TASK TO COMPLETE:
Read the data below line by line and copy each one with "AuthServer" in it.

MATERIAL PROVIDED:
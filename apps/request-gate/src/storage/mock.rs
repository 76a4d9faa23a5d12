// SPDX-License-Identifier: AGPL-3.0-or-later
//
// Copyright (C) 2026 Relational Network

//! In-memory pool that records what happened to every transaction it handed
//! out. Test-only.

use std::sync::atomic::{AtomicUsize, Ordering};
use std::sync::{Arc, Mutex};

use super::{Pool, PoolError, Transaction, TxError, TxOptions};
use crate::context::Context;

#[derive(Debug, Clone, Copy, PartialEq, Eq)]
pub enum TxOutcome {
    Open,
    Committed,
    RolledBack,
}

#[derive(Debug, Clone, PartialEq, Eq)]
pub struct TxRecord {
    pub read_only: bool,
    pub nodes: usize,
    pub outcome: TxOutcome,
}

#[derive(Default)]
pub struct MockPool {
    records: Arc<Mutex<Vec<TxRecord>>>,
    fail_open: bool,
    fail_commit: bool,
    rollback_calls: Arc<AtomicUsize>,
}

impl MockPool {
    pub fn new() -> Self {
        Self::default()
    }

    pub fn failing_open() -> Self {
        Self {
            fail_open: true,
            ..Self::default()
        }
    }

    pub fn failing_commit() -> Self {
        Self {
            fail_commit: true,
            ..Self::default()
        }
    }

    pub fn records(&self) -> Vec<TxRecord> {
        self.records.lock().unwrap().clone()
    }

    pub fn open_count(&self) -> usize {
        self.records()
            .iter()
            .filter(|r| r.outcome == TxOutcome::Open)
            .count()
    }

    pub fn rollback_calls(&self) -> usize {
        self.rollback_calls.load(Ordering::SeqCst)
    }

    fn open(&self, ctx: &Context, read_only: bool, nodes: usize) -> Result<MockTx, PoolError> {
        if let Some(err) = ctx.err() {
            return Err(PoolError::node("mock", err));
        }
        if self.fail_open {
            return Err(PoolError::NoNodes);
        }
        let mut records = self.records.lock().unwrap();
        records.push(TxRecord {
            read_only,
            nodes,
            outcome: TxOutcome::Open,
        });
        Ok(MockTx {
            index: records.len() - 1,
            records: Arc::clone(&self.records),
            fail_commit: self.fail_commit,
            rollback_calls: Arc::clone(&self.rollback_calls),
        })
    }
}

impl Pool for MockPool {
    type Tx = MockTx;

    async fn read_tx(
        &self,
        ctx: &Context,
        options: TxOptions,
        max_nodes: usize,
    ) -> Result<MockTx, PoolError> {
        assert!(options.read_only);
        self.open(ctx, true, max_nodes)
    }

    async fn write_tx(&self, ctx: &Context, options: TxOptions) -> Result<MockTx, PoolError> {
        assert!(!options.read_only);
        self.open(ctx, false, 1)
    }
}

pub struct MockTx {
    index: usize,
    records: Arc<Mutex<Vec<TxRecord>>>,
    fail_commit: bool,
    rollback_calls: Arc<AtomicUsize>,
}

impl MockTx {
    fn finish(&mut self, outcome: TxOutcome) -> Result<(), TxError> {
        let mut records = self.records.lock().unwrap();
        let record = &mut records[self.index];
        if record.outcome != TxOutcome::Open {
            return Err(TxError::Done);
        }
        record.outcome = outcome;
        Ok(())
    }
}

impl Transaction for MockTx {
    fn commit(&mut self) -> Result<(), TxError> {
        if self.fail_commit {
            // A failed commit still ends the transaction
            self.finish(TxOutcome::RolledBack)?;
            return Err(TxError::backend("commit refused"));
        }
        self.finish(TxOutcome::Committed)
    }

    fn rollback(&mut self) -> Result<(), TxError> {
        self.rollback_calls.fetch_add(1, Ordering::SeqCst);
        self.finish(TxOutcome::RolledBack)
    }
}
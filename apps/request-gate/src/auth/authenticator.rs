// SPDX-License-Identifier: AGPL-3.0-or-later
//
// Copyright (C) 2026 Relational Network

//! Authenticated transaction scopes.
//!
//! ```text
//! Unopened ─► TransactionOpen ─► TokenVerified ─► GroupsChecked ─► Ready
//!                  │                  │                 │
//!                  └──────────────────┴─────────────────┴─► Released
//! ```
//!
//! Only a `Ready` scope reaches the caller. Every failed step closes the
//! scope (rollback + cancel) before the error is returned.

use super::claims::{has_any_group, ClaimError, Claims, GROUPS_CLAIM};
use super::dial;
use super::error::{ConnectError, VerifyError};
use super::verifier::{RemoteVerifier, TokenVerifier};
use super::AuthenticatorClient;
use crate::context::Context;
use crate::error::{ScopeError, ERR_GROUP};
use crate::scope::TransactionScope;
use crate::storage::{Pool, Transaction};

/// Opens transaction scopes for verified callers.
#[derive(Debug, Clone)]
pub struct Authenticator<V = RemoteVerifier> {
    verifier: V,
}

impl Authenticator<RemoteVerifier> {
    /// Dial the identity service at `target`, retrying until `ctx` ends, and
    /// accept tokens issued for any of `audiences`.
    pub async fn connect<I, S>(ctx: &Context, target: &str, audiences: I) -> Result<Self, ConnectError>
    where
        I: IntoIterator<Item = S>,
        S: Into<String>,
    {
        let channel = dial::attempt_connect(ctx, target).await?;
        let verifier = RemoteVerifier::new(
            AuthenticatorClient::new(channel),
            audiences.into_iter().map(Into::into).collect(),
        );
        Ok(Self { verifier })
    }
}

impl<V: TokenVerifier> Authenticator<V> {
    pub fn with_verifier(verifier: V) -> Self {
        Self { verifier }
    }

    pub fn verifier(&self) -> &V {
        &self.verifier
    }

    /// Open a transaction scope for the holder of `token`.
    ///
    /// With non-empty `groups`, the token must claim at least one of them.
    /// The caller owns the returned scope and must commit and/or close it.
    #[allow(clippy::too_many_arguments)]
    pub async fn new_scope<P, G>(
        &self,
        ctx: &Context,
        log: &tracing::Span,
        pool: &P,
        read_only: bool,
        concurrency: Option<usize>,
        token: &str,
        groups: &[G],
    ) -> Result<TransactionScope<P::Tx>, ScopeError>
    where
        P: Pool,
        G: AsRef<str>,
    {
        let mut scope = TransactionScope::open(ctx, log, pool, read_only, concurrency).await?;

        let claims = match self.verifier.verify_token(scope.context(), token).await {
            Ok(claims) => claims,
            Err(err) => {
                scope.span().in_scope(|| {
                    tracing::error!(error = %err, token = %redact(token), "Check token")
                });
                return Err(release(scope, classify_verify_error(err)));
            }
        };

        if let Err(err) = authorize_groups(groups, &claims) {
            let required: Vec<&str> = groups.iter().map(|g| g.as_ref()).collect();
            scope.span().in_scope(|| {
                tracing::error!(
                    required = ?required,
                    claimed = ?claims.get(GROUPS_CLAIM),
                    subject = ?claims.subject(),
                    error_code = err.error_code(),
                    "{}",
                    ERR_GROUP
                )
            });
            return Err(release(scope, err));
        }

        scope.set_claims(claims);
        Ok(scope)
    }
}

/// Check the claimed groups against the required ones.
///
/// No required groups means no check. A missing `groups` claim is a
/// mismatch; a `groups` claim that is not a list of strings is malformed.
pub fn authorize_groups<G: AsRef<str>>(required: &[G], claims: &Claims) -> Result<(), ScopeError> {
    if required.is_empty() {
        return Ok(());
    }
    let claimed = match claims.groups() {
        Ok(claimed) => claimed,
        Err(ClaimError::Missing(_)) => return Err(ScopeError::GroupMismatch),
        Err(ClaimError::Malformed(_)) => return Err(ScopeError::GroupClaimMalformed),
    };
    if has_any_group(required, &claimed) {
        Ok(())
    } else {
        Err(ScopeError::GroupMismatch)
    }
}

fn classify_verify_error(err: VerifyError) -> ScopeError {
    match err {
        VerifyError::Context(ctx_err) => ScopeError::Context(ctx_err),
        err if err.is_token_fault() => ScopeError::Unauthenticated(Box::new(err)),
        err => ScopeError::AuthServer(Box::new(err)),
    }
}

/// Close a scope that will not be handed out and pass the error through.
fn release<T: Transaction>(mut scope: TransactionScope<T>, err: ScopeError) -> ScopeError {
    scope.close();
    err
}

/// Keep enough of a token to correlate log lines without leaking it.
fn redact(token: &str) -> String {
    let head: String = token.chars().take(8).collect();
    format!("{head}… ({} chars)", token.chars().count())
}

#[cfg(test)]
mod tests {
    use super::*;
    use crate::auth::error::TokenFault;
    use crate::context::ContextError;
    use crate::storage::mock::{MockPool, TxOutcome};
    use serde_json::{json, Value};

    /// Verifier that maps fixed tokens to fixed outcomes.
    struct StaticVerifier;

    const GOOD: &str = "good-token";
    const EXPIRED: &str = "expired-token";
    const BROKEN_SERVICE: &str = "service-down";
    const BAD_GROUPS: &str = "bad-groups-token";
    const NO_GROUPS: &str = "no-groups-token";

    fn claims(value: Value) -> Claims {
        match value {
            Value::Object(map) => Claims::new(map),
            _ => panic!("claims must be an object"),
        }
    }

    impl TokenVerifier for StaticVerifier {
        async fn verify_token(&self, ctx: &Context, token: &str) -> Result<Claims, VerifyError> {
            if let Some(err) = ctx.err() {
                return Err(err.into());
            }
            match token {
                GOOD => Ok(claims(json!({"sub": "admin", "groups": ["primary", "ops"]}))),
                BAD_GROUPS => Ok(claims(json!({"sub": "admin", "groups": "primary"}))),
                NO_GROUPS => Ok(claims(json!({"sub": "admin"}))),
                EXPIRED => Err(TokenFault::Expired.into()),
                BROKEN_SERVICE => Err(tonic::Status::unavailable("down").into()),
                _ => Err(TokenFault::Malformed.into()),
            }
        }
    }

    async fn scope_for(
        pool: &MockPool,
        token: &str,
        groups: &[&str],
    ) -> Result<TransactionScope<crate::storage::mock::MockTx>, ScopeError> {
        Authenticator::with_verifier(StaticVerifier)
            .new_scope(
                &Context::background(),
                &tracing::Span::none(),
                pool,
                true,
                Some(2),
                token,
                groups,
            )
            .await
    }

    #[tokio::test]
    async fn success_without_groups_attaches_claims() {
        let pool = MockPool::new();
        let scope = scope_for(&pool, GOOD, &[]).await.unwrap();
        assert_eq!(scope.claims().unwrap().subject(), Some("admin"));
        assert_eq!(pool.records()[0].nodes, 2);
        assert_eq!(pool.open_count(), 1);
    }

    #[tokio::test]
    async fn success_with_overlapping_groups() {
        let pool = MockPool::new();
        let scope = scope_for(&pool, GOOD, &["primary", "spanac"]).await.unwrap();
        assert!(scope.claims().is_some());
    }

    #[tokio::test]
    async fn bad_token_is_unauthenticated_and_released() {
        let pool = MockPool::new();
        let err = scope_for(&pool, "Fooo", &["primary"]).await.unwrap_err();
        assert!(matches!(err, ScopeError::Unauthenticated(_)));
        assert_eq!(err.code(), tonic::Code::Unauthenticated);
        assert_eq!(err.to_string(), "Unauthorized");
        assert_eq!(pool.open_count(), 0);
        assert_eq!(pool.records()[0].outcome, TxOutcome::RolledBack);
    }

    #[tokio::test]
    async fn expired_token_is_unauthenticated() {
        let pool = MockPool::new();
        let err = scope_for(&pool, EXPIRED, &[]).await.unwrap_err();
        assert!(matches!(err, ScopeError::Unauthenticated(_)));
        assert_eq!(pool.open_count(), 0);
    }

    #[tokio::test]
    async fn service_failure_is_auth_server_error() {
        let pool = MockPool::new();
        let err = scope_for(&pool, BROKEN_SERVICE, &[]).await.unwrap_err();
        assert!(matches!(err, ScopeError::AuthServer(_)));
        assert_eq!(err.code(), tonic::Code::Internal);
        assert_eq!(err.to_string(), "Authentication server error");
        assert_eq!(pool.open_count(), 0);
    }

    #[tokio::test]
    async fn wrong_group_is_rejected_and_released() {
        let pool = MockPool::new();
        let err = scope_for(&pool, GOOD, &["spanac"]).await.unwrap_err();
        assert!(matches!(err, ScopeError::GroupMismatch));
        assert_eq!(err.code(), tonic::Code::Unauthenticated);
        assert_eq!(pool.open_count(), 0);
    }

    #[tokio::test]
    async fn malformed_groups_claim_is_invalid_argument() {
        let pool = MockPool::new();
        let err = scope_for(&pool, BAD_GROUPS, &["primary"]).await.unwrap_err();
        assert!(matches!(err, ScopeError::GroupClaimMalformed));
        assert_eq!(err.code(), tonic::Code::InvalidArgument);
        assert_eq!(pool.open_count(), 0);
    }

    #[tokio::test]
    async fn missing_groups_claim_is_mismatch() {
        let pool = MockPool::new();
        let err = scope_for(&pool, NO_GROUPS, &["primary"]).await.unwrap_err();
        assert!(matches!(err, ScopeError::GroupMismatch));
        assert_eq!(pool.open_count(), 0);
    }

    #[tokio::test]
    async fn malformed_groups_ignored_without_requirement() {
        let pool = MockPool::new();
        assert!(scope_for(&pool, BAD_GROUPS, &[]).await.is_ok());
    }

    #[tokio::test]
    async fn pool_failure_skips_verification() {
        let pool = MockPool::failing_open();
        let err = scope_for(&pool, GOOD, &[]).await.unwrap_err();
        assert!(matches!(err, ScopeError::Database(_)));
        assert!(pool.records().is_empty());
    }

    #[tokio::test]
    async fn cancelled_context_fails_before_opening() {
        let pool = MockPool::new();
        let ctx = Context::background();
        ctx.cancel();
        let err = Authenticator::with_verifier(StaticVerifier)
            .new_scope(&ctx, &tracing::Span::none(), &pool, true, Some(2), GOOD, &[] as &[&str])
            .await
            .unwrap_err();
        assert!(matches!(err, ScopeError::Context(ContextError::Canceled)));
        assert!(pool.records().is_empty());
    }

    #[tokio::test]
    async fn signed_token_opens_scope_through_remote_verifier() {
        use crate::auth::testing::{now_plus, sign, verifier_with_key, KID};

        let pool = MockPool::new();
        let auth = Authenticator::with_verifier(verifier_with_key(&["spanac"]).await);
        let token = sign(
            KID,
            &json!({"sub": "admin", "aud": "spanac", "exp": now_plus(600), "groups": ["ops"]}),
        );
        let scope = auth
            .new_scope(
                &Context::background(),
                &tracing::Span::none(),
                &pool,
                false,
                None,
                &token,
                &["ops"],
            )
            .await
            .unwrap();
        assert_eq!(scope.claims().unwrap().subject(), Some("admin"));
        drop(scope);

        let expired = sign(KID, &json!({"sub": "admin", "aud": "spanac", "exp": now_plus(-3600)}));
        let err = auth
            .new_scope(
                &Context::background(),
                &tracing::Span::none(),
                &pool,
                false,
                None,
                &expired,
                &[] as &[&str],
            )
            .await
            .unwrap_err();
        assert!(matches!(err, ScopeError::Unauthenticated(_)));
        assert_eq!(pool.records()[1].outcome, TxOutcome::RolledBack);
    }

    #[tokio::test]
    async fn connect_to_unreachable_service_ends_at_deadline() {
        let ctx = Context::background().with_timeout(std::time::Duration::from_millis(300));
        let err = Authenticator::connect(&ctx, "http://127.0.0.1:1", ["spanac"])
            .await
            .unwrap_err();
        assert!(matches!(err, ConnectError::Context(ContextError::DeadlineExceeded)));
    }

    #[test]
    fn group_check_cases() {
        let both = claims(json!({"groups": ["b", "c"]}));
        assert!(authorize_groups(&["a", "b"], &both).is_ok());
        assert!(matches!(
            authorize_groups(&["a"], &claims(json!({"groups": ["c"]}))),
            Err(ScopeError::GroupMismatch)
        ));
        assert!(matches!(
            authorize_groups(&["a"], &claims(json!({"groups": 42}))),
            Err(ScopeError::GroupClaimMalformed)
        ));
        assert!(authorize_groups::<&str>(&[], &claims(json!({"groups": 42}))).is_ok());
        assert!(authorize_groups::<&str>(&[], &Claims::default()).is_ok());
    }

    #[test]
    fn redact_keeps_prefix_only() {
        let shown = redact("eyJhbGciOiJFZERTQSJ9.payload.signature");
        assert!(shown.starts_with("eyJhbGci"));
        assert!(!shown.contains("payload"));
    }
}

EXERCISE RESPONSE:
        err => ScopeError::AuthServer(Box::new(err)),
        assert!(matches!(err, ScopeError::AuthServer(_)));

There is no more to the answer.